## [TASK TO COMPLETE]
Print the lines that run from the line with "refuses the write." to the line with "Enumeration order is", keeping both end lines, exactly as they appear in the entries below, and nothing else.

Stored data
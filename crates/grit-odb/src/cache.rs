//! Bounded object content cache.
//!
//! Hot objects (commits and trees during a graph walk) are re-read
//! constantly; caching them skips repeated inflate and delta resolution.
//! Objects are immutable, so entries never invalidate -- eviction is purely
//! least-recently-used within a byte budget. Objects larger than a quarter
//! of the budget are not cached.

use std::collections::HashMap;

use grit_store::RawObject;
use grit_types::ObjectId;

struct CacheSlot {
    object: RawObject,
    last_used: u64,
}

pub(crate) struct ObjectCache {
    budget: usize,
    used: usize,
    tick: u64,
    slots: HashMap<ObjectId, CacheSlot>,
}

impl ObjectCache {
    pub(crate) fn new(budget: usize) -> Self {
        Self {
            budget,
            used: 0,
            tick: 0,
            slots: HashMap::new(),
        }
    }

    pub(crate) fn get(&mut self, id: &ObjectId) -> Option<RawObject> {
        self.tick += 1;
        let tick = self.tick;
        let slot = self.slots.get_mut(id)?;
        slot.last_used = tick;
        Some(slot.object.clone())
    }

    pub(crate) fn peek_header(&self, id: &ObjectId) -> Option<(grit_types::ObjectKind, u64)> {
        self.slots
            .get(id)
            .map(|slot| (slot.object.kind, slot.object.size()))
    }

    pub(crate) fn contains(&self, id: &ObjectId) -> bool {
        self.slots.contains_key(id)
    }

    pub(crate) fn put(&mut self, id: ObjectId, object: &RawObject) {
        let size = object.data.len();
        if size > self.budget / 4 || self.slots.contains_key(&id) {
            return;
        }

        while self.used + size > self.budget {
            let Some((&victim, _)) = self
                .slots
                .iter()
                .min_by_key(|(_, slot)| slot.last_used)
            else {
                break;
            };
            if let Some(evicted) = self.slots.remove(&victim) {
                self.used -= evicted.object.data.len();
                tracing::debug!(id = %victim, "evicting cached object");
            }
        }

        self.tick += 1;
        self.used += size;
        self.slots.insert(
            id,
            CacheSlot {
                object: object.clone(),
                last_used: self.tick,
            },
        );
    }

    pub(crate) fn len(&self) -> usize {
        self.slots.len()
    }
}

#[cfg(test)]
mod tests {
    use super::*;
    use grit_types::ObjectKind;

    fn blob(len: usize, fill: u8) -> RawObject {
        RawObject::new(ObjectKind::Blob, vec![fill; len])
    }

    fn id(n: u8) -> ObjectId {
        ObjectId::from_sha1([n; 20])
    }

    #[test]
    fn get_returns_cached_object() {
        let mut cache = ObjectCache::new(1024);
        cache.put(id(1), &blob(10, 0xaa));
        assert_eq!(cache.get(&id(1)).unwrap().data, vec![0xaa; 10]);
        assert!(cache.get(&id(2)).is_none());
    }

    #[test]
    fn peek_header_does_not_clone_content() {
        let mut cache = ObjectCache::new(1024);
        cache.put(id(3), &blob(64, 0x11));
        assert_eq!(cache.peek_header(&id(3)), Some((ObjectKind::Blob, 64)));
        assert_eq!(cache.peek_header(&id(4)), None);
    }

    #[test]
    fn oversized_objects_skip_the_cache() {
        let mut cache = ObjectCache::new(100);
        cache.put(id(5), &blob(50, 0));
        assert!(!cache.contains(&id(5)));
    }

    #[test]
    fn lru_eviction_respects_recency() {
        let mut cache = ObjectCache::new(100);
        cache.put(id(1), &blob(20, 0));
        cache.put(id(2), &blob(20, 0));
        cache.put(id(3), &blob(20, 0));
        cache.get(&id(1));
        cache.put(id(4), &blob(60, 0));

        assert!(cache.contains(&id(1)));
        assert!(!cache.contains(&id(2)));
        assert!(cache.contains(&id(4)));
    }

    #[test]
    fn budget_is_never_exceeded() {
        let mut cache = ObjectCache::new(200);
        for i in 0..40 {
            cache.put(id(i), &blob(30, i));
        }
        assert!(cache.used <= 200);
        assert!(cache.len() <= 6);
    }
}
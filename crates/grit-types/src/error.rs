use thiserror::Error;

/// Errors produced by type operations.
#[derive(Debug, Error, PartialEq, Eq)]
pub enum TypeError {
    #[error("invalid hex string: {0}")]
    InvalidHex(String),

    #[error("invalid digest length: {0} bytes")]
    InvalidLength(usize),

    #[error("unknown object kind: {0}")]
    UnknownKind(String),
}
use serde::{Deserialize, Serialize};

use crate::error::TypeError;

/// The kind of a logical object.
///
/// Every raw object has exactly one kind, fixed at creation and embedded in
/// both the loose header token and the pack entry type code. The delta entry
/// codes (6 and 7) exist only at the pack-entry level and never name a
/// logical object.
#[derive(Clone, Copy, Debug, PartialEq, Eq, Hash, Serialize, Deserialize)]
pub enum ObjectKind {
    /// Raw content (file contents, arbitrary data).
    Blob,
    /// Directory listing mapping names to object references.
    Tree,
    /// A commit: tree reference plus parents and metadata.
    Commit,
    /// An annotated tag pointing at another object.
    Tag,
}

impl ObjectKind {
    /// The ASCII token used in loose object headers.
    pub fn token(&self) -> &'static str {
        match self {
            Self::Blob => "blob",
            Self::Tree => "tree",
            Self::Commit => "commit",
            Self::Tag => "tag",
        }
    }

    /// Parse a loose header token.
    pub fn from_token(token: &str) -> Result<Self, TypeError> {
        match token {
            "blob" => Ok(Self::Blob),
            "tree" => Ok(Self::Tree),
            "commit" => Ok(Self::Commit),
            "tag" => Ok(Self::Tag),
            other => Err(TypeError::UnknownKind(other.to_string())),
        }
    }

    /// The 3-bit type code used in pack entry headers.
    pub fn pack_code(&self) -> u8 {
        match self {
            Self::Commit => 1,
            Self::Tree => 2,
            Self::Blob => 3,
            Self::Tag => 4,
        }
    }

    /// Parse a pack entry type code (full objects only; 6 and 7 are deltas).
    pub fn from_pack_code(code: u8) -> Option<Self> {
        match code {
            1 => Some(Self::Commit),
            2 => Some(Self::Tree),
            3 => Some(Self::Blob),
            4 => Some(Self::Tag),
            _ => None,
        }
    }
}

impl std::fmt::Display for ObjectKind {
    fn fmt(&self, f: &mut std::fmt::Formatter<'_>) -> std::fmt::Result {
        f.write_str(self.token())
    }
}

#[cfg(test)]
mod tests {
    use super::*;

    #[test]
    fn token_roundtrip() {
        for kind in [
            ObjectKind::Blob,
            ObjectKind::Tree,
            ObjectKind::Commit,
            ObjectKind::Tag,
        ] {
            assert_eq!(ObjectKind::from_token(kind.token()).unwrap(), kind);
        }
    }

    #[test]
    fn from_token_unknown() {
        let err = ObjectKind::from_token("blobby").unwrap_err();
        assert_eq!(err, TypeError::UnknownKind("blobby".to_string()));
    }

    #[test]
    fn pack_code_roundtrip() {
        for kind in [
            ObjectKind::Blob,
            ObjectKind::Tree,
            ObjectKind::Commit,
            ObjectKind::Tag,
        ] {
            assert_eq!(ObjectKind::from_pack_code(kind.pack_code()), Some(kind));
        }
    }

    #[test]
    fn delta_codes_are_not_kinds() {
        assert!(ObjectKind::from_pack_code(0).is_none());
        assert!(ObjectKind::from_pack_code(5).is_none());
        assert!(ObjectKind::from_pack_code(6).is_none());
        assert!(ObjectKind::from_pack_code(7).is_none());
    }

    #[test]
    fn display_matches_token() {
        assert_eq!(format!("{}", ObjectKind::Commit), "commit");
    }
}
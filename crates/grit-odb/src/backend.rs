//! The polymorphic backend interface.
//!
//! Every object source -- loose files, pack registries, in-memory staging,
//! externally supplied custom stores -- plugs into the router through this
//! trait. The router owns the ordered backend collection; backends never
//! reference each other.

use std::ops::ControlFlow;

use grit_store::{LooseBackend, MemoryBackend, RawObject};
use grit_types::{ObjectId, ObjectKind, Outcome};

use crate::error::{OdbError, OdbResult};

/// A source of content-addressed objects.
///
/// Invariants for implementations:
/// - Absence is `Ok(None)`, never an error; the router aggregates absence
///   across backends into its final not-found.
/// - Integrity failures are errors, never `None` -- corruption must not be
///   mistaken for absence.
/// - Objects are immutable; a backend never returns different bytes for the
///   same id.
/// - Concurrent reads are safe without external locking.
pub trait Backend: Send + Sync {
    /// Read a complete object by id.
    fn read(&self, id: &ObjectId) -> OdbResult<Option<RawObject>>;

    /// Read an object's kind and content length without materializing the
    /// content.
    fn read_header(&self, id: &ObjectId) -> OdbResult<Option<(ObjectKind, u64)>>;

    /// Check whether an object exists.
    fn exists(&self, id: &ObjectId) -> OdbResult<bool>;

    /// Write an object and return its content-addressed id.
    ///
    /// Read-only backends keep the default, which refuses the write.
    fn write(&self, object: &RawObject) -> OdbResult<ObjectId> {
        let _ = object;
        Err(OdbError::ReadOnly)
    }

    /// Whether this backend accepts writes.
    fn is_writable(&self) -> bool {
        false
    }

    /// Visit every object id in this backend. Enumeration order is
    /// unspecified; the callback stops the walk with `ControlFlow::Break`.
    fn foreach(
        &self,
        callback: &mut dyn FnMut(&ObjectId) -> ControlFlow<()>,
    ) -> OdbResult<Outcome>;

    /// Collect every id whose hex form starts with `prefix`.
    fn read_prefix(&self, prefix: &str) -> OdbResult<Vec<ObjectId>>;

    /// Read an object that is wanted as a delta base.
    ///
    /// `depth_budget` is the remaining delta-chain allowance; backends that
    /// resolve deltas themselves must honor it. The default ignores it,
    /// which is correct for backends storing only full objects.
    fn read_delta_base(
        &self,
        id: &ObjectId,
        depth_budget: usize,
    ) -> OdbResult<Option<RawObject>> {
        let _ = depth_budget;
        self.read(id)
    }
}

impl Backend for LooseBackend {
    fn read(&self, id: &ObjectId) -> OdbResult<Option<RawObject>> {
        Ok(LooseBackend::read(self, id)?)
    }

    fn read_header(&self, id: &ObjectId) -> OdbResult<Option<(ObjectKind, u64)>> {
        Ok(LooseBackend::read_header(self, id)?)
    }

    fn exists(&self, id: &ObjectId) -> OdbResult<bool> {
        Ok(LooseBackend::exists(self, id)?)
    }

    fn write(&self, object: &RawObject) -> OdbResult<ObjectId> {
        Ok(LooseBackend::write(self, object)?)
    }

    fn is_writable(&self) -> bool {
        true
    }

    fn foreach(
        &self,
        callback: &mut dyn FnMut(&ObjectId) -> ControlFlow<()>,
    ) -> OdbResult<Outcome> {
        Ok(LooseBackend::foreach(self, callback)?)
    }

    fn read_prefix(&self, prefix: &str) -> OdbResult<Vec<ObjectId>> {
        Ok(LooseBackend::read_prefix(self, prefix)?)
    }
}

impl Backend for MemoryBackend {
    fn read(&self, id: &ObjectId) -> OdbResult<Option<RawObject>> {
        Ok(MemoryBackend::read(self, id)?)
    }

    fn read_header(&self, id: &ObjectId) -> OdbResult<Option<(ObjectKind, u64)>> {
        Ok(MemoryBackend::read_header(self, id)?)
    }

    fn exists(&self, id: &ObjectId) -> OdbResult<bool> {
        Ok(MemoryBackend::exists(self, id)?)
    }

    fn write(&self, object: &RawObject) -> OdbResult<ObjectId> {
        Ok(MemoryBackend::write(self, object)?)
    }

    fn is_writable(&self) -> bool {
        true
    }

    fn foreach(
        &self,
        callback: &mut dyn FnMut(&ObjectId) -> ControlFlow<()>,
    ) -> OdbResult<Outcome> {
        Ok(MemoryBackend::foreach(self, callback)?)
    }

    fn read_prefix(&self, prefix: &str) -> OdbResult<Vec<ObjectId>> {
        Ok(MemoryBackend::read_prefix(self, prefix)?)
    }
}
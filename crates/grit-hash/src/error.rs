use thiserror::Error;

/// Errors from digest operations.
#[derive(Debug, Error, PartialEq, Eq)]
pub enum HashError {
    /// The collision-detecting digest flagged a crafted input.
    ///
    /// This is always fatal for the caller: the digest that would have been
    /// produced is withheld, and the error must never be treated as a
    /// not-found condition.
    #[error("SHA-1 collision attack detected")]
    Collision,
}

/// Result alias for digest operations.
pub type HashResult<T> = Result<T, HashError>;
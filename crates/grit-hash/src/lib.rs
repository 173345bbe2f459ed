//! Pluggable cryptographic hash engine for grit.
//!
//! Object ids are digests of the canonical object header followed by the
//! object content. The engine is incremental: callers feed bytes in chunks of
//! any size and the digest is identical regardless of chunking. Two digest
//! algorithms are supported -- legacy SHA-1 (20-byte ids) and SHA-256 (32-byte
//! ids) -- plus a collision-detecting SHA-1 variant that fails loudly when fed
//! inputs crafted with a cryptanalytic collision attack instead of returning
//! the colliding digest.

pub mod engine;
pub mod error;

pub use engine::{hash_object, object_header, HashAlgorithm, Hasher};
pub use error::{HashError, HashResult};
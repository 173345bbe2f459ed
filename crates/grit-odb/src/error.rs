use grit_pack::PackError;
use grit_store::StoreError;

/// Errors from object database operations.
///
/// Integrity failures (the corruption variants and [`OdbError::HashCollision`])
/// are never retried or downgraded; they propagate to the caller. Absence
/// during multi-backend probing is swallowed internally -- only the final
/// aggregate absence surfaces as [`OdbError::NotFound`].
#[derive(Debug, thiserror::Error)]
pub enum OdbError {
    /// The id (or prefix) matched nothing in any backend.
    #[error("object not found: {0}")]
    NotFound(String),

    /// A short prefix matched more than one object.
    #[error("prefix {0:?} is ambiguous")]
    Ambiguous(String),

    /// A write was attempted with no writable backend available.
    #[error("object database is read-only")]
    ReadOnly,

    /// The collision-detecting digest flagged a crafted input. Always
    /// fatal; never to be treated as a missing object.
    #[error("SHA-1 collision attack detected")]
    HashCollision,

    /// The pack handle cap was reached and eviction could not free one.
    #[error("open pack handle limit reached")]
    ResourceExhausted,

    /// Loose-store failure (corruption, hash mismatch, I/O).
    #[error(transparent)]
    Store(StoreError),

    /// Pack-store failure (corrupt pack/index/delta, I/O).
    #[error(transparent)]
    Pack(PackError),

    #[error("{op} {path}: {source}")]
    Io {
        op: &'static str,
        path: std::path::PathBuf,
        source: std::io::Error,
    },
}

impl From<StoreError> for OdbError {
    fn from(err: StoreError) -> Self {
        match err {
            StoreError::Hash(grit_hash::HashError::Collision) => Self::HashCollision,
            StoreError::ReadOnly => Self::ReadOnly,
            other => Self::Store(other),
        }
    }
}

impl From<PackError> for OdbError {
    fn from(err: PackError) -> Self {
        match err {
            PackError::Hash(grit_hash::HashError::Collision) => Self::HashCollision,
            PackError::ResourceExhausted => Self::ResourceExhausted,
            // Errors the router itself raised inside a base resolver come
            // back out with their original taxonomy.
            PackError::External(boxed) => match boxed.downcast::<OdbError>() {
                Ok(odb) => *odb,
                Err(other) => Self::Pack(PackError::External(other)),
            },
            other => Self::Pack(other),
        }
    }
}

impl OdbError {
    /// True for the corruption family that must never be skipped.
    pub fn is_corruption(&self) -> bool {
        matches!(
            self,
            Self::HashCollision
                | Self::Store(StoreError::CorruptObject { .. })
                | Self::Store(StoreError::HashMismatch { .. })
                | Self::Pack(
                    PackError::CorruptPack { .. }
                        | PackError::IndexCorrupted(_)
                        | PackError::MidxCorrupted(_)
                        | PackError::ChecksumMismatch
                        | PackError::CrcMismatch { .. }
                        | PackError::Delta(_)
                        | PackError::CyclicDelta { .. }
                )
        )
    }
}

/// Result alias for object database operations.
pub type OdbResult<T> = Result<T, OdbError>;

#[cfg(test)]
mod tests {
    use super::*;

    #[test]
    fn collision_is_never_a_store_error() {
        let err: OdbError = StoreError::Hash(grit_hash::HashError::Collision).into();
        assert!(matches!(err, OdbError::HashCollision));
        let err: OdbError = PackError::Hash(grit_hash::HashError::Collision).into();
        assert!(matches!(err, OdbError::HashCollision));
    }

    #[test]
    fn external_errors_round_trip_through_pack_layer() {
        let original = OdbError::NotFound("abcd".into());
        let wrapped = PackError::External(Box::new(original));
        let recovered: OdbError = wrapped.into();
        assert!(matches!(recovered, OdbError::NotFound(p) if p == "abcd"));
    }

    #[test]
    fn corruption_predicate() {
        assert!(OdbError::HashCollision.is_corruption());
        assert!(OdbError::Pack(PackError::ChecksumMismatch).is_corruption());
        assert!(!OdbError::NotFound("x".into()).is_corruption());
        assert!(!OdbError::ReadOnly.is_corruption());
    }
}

## [RESPONSE TO THE EXERCISE]
    /// Read-only backends keep the default, which refuses the write.
    fn write(&self, object: &RawObject) -> OdbResult<ObjectId> {
        let _ = object;
        Err(OdbError::ReadOnly)
    }

    /// Whether this backend accepts writes.
    fn is_writable(&self) -> bool {
        false
    }

    /// Visit every object id in this backend. Enumeration order is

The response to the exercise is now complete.